▶ [TASK REQUIREMENTS]: Find the word "crates" in the data below and copy each line that holds it.
── DATA PROVIDED ──
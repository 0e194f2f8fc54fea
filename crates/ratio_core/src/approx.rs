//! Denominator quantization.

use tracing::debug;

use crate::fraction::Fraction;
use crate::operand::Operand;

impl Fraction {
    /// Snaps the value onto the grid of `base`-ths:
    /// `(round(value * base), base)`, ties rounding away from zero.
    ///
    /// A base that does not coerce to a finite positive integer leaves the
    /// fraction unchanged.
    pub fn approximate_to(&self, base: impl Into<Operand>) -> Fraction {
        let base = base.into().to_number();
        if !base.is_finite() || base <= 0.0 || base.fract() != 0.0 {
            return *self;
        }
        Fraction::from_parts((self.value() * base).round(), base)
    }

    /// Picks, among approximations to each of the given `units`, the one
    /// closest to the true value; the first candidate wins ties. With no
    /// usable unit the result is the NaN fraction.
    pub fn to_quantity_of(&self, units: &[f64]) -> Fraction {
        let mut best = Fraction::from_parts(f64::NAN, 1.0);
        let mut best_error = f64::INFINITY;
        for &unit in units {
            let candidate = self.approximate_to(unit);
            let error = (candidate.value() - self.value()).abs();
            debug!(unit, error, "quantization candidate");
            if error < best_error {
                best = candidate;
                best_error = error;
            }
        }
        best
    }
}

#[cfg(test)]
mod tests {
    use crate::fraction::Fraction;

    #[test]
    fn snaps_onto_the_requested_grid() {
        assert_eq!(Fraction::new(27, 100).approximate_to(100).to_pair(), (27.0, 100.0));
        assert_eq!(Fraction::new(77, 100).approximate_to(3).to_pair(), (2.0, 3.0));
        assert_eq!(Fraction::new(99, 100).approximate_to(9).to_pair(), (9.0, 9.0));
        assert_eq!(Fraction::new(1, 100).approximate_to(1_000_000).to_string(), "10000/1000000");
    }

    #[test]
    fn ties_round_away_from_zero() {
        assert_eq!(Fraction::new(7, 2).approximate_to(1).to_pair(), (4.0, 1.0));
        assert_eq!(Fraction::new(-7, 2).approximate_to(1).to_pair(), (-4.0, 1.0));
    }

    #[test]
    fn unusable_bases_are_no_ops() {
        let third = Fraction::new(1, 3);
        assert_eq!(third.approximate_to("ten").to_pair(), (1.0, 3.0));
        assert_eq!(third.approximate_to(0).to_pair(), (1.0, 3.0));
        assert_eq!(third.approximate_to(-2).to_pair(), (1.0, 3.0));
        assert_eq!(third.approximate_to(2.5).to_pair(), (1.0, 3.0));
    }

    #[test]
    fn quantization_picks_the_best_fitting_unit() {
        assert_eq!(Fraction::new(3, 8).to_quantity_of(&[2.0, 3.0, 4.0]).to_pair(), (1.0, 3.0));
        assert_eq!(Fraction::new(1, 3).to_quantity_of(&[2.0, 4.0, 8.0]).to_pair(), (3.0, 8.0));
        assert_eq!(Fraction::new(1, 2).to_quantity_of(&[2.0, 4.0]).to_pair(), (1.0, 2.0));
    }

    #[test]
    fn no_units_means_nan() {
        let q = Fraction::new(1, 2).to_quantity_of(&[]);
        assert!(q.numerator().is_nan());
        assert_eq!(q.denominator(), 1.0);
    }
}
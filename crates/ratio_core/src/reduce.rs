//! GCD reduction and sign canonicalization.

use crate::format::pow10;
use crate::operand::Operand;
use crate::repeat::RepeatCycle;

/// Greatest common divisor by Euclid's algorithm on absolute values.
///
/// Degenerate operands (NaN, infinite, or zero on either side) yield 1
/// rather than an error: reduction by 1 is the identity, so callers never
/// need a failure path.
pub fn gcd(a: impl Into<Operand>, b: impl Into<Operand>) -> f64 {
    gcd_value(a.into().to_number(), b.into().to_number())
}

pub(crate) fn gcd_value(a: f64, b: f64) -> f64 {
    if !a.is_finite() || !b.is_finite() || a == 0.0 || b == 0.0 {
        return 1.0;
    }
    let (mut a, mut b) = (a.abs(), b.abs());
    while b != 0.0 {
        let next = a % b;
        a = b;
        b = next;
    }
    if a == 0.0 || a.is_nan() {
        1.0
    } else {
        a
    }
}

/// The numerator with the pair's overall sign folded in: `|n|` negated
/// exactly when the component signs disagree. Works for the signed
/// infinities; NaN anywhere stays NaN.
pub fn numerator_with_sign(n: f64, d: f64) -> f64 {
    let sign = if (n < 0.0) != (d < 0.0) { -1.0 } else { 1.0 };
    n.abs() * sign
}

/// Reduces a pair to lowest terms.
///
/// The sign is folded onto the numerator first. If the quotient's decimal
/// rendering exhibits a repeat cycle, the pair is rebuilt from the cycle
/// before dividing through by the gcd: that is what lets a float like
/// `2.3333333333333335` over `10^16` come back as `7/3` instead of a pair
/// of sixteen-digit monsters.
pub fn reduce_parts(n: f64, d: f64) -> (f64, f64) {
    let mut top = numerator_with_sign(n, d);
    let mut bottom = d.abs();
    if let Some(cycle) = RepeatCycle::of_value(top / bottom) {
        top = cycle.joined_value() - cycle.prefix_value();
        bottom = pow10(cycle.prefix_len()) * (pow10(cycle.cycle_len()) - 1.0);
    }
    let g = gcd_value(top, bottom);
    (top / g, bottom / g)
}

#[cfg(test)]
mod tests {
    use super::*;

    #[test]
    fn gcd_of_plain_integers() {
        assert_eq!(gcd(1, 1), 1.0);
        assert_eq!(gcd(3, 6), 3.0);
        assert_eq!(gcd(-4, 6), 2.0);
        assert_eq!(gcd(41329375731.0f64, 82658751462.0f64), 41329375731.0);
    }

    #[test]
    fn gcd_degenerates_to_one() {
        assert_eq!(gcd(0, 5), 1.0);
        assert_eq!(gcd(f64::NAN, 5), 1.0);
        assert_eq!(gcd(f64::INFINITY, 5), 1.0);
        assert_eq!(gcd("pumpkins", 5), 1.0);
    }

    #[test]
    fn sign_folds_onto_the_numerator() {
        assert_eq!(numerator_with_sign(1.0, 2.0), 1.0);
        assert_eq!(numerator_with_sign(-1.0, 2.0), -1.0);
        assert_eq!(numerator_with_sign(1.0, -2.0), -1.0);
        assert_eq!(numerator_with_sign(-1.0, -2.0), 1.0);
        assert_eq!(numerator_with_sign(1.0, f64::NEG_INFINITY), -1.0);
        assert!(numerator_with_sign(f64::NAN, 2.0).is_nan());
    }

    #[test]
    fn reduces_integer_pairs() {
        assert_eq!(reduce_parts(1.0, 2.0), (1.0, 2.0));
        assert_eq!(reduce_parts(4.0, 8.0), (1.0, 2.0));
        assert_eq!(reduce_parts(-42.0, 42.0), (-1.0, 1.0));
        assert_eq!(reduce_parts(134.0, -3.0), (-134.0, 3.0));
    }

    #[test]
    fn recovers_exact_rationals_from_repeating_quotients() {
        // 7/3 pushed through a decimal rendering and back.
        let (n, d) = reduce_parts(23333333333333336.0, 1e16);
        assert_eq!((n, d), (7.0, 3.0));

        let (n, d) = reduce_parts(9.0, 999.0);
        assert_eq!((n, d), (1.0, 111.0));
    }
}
───
▶ [RESULT]:
filename crates/ratio_core/src/approx.rs
filename crates/ratio_core/src/reduce.rs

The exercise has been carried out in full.